## Task brief
Set down word for word the lines that begin the entries and run through the line containing "pub struct CertificatesConfig". Give nothing further.

=== Begin Enclosure ===

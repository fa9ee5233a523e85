//! Configuration schema definitions.
//!
//! This module defines the complete configuration structure for the console.
//! All types derive Serde traits for deserialization from config files.

use std::path::PathBuf;

use serde::{Deserialize, Serialize};

/// Root configuration for the console.
#[derive(Debug, Clone, Deserialize, Serialize, Default)]
#[serde(default)]
pub struct ConsoleConfig {
    /// Locations of the site trees and the server binary.
    pub nginx: NginxConfig,

    /// Certificate issuance settings.
    pub certificates: CertificatesConfig,

    /// Access log location and read limits.
    pub logs: LogsConfig,

    /// Live metrics sampling.
    pub metrics: MetricsConfig,

    /// Admin API settings.
    pub admin: AdminConfig,

    /// Observability settings.
    pub observability: ObservabilityConfig,
}

/// Site tree layout.
#[derive(Debug, Clone, Deserialize, Serialize)]
#[serde(default)]
pub struct NginxConfig {
    /// Staging directory for site files.
    pub sites_available: PathBuf,

    /// Directory holding activation links.
    pub sites_enabled: PathBuf,

    /// Always-active site directory.
    pub conf_d: PathBuf,

    /// Certificate directory.
    pub ssl_dir: PathBuf,

    /// Site file extension, without the dot.
    pub extension: String,

    /// Server binary used for `-s reload` and `-t`.
    pub binary: String,
}

impl Default for NginxConfig {
    fn default() -> Self {
        Self {
            sites_available: PathBuf::from("/etc/nginx/sites-available"),
            sites_enabled: PathBuf::from("/etc/nginx/sites-enabled"),
            conf_d: PathBuf::from("/etc/nginx/conf.d"),
            ssl_dir: PathBuf::from("/etc/nginx/ssl"),
            extension: "conf".to_string(),
            binary: "nginx".to_string(),
        }
    }
}

#[derive(Debug, Clone, Deserialize, Serialize)]
#[serde(default)]
pub struct CertificatesConfig {
    /// certbot executable.
    pub certbot_binary: String,
}

impl Default for CertificatesConfig {
    fn default() -> Self {
        Self {
            certbot_binary: "certbot".to_string(),
        }
    }
}

/// Access log settings.
#[derive(Debug, Clone, Deserialize, Serialize)]
#[serde(default)]
pub struct LogsConfig {
    /// Path of the combined-format access log.
    pub access_log: PathBuf,

    /// Most entries returned by a log listing.
    pub read_limit: usize,

    /// Most entries read when computing traffic stats.
    pub stats_limit: usize,

    /// Stats window used when a request does not name one.
    pub default_window_minutes: u32,
}

impl Default for LogsConfig {
    fn default() -> Self {
        Self {
            access_log: PathBuf::from("/var/log/nginx/access.log"),
            read_limit: 1000,
            stats_limit: 10_000,
            default_window_minutes: 60,
        }
    }
}

/// Live metrics sampling.
#[derive(Debug, Clone, Deserialize, Serialize)]
#[serde(default)]
pub struct MetricsConfig {
    /// Sampling period while at least one subscriber is attached.
    pub interval_ms: u64,

    /// stub_status endpoint.
    pub status_url: String,

    /// Process name passed to `ps -C`.
    pub process_name: String,

    /// Network interface read from `/proc/net/dev`.
    pub interface: String,

    /// Per-subscriber channel capacity for WebSocket clients.
    pub subscriber_buffer: usize,

    /// Upper bound on a single probe call.
    pub probe_timeout_ms: u64,
}

impl Default for MetricsConfig {
    fn default() -> Self {
        Self {
            interval_ms: 1000,
            status_url: "http://127.0.0.1/nginx_status".to_string(),
            process_name: "nginx".to_string(),
            interface: "eth0".to_string(),
            subscriber_buffer: 16,
            probe_timeout_ms: 800,
        }
    }
}

/// Admin API configuration.
#[derive(Debug, Clone, Deserialize, Serialize)]
#[serde(default)]
pub struct AdminConfig {
    /// Admin API bind address.
    pub bind_address: String,

    /// API key for authentication (Bearer token).
    pub api_key: String,

    /// Per-request timeout for non-streaming routes.
    pub request_timeout_secs: u64,
}

impl Default for AdminConfig {
    fn default() -> Self {
        Self {
            bind_address: "127.0.0.1:8081".to_string(),
            // WARNING: This is a placeholder! Change this in production.
            api_key: "CHANGE_ME_IN_PRODUCTION".to_string(),
            request_timeout_secs: 30,
        }
    }
}

/// Observability configuration.
#[derive(Debug, Clone, Deserialize, Serialize)]
#[serde(default)]
pub struct ObservabilityConfig {
    /// Log level (trace, debug, info, warn, error).
    pub log_level: String,

    /// Log output format: `pretty` or `json`.
    pub log_format: String,

    /// Enable metrics endpoint.
    pub metrics_enabled: bool,

    /// Metrics endpoint bind address.
    pub metrics_address: String,
}

impl Default for ObservabilityConfig {
    fn default() -> Self {
        Self {
            log_level: "info".to_string(),
            log_format: "pretty".to_string(),
            metrics_enabled: true,
            metrics_address: "0.0.0.0:9090".to_string(),
        }
    }
}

=== End Enclosure ===

## Task answer
repository fa9ee5233a523e85
//! Configuration schema definitions.
//!
//! This module defines the complete configuration structure for the console.
//! All types derive Serde traits for deserialization from config files.

use std::path::PathBuf;

use serde::{Deserialize, Serialize};

/// Root configuration for the console.
#[derive(Debug, Clone, Deserialize, Serialize, Default)]
#[serde(default)]
pub struct ConsoleConfig {
    /// Locations of the site trees and the server binary.
    pub nginx: NginxConfig,

    /// Certificate issuance settings.
    pub certificates: CertificatesConfig,

    /// Access log location and read limits.
    pub logs: LogsConfig,

    /// Live metrics sampling.
    pub metrics: MetricsConfig,

    /// Admin API settings.
    pub admin: AdminConfig,

    /// Observability settings.
    pub observability: ObservabilityConfig,
}

/// Site tree layout.
#[derive(Debug, Clone, Deserialize, Serialize)]
#[serde(default)]
pub struct NginxConfig {
    /// Staging directory for site files.
    pub sites_available: PathBuf,

    /// Directory holding activation links.
    pub sites_enabled: PathBuf,

    /// Always-active site directory.
    pub conf_d: PathBuf,

    /// Certificate directory.
    pub ssl_dir: PathBuf,

    /// Site file extension, without the dot.
    pub extension: String,

    /// Server binary used for `-s reload` and `-t`.
    pub binary: String,
}

impl Default for NginxConfig {
    fn default() -> Self {
        Self {
            sites_available: PathBuf::from("/etc/nginx/sites-available"),
            sites_enabled: PathBuf::from("/etc/nginx/sites-enabled"),
            conf_d: PathBuf::from("/etc/nginx/conf.d"),
            ssl_dir: PathBuf::from("/etc/nginx/ssl"),
            extension: "conf".to_string(),
            binary: "nginx".to_string(),
        }
    }
}

#[derive(Debug, Clone, Deserialize, Serialize)]
#[serde(default)]
pub struct CertificatesConfig {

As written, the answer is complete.